A few years ago I can recall making my first attempt to try and photograph a field of lighting bugs and it is my recollection that it was a rather dismal failure. Several weeks ago confronted with a bunch of active ones, I decided to make another attempt, utilizing an odd and comical technique that I experimented with shooting butterflies. As fortunately (for me) there is no video of this shoot (maybe unfortunately for you) I can describe the technique to the best of my ability prefacing it with if you feel like you look ridiculous doing it, you are probably doing it correctly.
But let me digress for a moment. The tough part about shooting lighting bugs is that you don't know where exactly they are. So if you try to use longer lenses, focusing is difficult. And the use of wide angle lenses rarely renders the field of glowing insects the way your eye sees it. The luminosity of the insect can vary and the further away they are the less actual light makes it to your camera. Also, they don't take direction very well, so timing their flashing right is also a factor.
In my early attempts I used a wide angle lens, something like a 10-24mm or 24-70mm usually in the 20-24 range and had my camera on a tripod for a 30 second exposure f2.8-4.0 at 3200 ISO with the focus on manual (closer to infinity).

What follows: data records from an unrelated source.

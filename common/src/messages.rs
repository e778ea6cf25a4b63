// common/src/messages.rs
use serde::{Deserialize, Serialize};
use serde_json::Value;
use uuid::Uuid;

/// Type tag of messages the page sends to the extension
pub const EXTENSION_REQUEST_TYPE: &str = "REPLIER_EXTENSION";
/// Type tag of messages the extension sends back
pub const EXTENSION_RESPONSE_TYPE: &str = "REPLIER_EXTENSION_RESPONSE";
pub const STORE_TOKEN_ACTION: &str = "STORE_TOKEN";

/// Page -> extension: store this bearer token
#[derive(Debug, Clone, PartialEq, Eq, Serialize, Deserialize)]
pub struct ExtensionRequest {
    #[serde(rename = "type")]
    pub kind: String,
    pub action: String,
    pub token: String,
    pub request_id: Uuid,
}

impl ExtensionRequest {
    pub fn store_token(token: impl Into<String>) -> Self {
        Self {
            kind: EXTENSION_REQUEST_TYPE.to_string(),
            action: STORE_TOKEN_ACTION.to_string(),
            token: token.into(),
            request_id: Uuid::new_v4(),
        }
    }
}

/// Extension -> page: outcome of a request
#[derive(Debug, Clone, PartialEq, Eq, Serialize, Deserialize)]
pub struct ExtensionResponse {
    #[serde(rename = "type")]
    pub kind: String,
    #[serde(default)]
    pub success: bool,
    #[serde(default, skip_serializing_if = "Option::is_none")]
    pub error: Option<String>,
    pub request_id: Uuid,
}

impl ExtensionResponse {
    pub fn ok(request_id: Uuid) -> Self {
        Self {
            kind: EXTENSION_RESPONSE_TYPE.to_string(),
            success: true,
            error: None,
            request_id,
        }
    }

    pub fn failed(request_id: Uuid, error: Option<String>) -> Self {
        Self {
            kind: EXTENSION_RESPONSE_TYPE.to_string(),
            success: false,
            error,
            request_id,
        }
    }
}

/// A message as observed by a listener on the window bus.
///
/// `origin` is the origin of the sender, like `MessageEvent.origin`.
#[derive(Debug, Clone, PartialEq, Serialize, Deserialize)]
pub struct WindowMessage {
    pub origin: String,
    pub data: Value,
}

impl WindowMessage {
    /// The `type` tag of the payload, if it carries one
    pub fn kind(&self) -> Option<&str> {
        self.data.get("type").and_then(Value::as_str)
    }
}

Like trying to photograph lightning, because you don't know exactly where or when it will strike, you leave the shutter of the camera open and you hope it all works out. Though I met with some success of some little trails, I still didn't feel like it captured the energy that lighting bugs make me feel.
My next attempt was to see where the light was and literally chase the insects around, hand held with the shutter open for 30 seconds. See the light, chase the bug; see the light chase the bug. Obviously the closer the bug, the bigger and brighter it appears. In some cases, it is only a few bugs that lit up several times that made it look as though there are more. I also made sure to expose for part of the 30 seconds elements of the sky catching a little ambiance and context.
Unorthodox techniques sometimes yield some interesting results. If your first try at capturing something is less than successful, do something different, as you never know what you may find.